We’ve always said that our ownership of both the hardware and the software bringing TV to households worldwide offers unique benefits to content providers, advertisers, and viewers alike.
Today, we’re pleased to say the National Academy of Television Arts & Sciences agrees. For the second time in as many years, the Academy has honored VIZIO with an Emmy® Award for Technology and Engineering, this time for the “Large Scale Deployment of Smart TV Operating Systems.”
“VIZIO is honored to be recognized by NATAS for our Large Scale OS deployment and as a pioneer in the Smart TV marketplace,” said William Wang, CEO and Founder of VIZIO. “This Emmy® Award underscores our consumer-focused vision and world-class engineering team’s execution to deliver exceptional entertainment experiences for VIZIO users nationwide.”

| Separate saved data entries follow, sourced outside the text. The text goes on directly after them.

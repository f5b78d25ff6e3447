//! Browser local-storage backend for the session store.

use ecocycle_access::{SessionStorage, StorageError};
use web_sys::Storage;
use web_sys::wasm_bindgen::JsValue;

/// [`SessionStorage`] over `window.localStorage`.
///
/// Holds no browser handle: the storage object is looked up per call,
/// so the type stays plain data and a missing or disabled storage
/// surfaces as an error the session store downgrades, never a panic.
#[derive(Debug, Clone, Copy, Default)]
pub struct BrowserStorage;

impl BrowserStorage {
    /// Creates the backend.
    #[must_use]
    pub fn new() -> Self {
        Self
    }

    fn local_storage(&self) -> Result<Storage, StorageError> {
        let window = web_sys::window().ok_or_else(|| StorageError::Unavailable {
            reason: "no window object".to_string(),
        })?;
        window
            .local_storage()
            .map_err(|e| StorageError::Unavailable { reason: describe(&e) })?
            .ok_or_else(|| StorageError::Unavailable {
                reason: "local storage disabled".to_string(),
            })
    }
}

impl SessionStorage for BrowserStorage {
    fn get(&self, key: &str) -> Result<Option<String>, StorageError> {
        self.local_storage()?
            .get_item(key)
            .map_err(|e| StorageError::ReadFailed {
                key: key.to_string(),
                reason: describe(&e),
            })
    }

    fn set(&self, key: &str, value: &str) -> Result<(), StorageError> {
        self.local_storage()?
            .set_item(key, value)
            .map_err(|e| StorageError::WriteFailed {
                key: key.to_string(),
                reason: describe(&e),
            })
    }

    fn remove(&self, key: &str) -> Result<(), StorageError> {
        self.local_storage()?
            .remove_item(key)
            .map_err(|e| StorageError::RemoveFailed {
                key: key.to_string(),
                reason: describe(&e),
            })
    }
}

/// Renders a thrown JS value into an error reason.
fn describe(error: &JsValue) -> String {
    error
        .as_string()
        .unwrap_or_else(|| format!("{error:?}"))
}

The foundation of this award, and for much of the innovation that VIZIO has driven over the past 20 years, is our cloud-based architecture, which delivers a faster, more intuitive, and more personalized experience for VIZIO Smart TV users. This includes not only a range of powerful built-in features, but also the ability to customize experiences and enjoy automatic updates to ensure every compatible device has access to the latest content and capabilities.
Last year, VIZIO was honored with a Technology and Engineering Emmy® Award for Extraction of Granular Census Level Behavioral Data, based on VIZIO’s pioneering work in utilizing our Inscape ACR data to power better viewing experiences for consumers and actionability for advertisers in the TV marketplace.
“Congratulations to the VIZIO team for this well-deserved recognition,” said Joe Inzerillo, Co-Chair of the NATAS Technology Achievement Committee. “Your work showed excellence in engineering creativity and VIZIO once again joins a distinguished group of honorees that are carefully chosen by industry experts and peers.”
The Technology & Engineering Emmy® Awards are awarded to a living individual, a company, or a scientific or technical organization for developments and/or standardization involved in engineering technologies that either represent so extensive an improvement on existing methods or are so innovative in nature that they materially have affected television.